(RNN) - The State Department is denying birth certificates, calling into question the citizenship of hundreds, perhaps thousands, of people born along the border.
The Trump administration is accusing them of using fraudulent birth certificates since infancy, the Washington Post said.
These people have been caught in legal limbo, with some with legal birth certificates being thrown into detention centers and threatened with deportation.
In some cases, Immigration and Customs Enforcement have shown up unannounced at people's homes and taken away passports.
Others have been stuck in Mexico with their passports revoked, not allowed to re-enter the U.S.

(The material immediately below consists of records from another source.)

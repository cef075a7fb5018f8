//! The asynchronous LLM job client contract (spec §4.9): submit/poll
//! semantics for completion and embedding batch jobs.

use std::collections::HashMap;

use async_trait::async_trait;
use serde_json::Value;

use crate::error::ProtoError;

/// One completion prompt to submit as part of a batch.
#[derive(Debug, Clone, PartialEq)]
pub struct PromptItem {
    pub item_id: String,
    pub prompt: String,
    pub response_schema: Value,
    pub asset_paths: Vec<String>,
}

/// One text to embed as part of a batch.
#[derive(Debug, Clone, PartialEq)]
pub struct EmbedItem {
    pub item_id: String,
    pub text: String,
}

/// Submit/poll semantics for completion and embedding batch jobs used by
/// the orchestrator.
///
/// `batch_get_results`/`embed_batch_get_results` return `Ok(None)` to mean
/// "still running, poll again"; an `Err` means terminal failure
/// (`failed | cancelled | expired`), which the manager converts to a
/// `FAILED` state.
///
/// A synchronous implementation (no batching, one call per item) is
/// permitted and must preserve this submit/poll shape: submit performs all
/// work eagerly and caches results keyed by a generated job_key; the first
/// poll returns the cached map and clears the cache (`EagerLlmClient` in
/// `tapestry-core` is exactly this).
#[async_trait]
pub trait LlmJobClient: Send + Sync {
    async fn batch_submit(
        &self,
        batch_id: &str,
        items: Vec<PromptItem>,
    ) -> Result<String, ProtoError>;

    async fn batch_get_results(
        &self,
        job_key: &str,
    ) -> Result<Option<HashMap<String, Value>>, ProtoError>;

    async fn embed_batch_submit(
        &self,
        batch_id: &str,
        items: Vec<EmbedItem>,
    ) -> Result<String, ProtoError>;

    async fn embed_batch_get_results(
        &self,
        job_key: &str,
    ) -> Result<Option<HashMap<String, Vec<f32>>>, ProtoError>;
}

In one case cited by the Post, a 40-year-old Army veteran was denied a passport despite providing some of the obscure supplemental information the State Department asked for, including "evidence of his mother’s prenatal care, his baptismal certificate, rental agreements from when he was a baby."
Immigration attorneys said cases of passport troubles are increasing.
The State Department told the Post it hasn't changed its policy on passports. It said people "who have birth certificates filed by a midwife or other birth attendant suspected of having engaged in fraudulent activities, as well as applicants who have both a U.S. and foreign birth certificate, are asked to provide additional documentation establishing they were born in the United States. Individuals who are unable to demonstrate that they were born in the United States are denied issuance of a passport.”
The government accused some health professionals of falsifying birth records in south Texas from the 1950s to the 1990s.
Health officials along the border, including midwives, admitted in the 1990s to taking money to produce falsified birth certificates for babies who were born in Mexico. Those health officials also oversaw the births of thousands of babies that were born in the U.S.
It's impossible to distinguish between fraudulent and legitimate birth certificates from that time period, according to immigration attorney Carlos Bataria.
During the administration of George W. Bush and Barack Obama, the government denied passports to Mexican-Americans along the border who were delivered by midwives, but the practice stopped after a 2009 ACLU court case.
"Citizens will no longer be denied a passport solely because of their race, ancestry or because they happened to be born at home with a midwife," said Vanita Gupta, an ACLU attorney who worked on the case along with the group's Immigrants' Rights Project.
It appears the State Department under the Trump administration has resumed the practice - questioning the citizenship of thousands whose births were attended by health professionals accused of falsifying documents, including some born in hospitals.
The State Department lists a number of reasons a person may be denied a passport, including being in arrears paying child support, being the subject of an extradition request or being considered a security risk.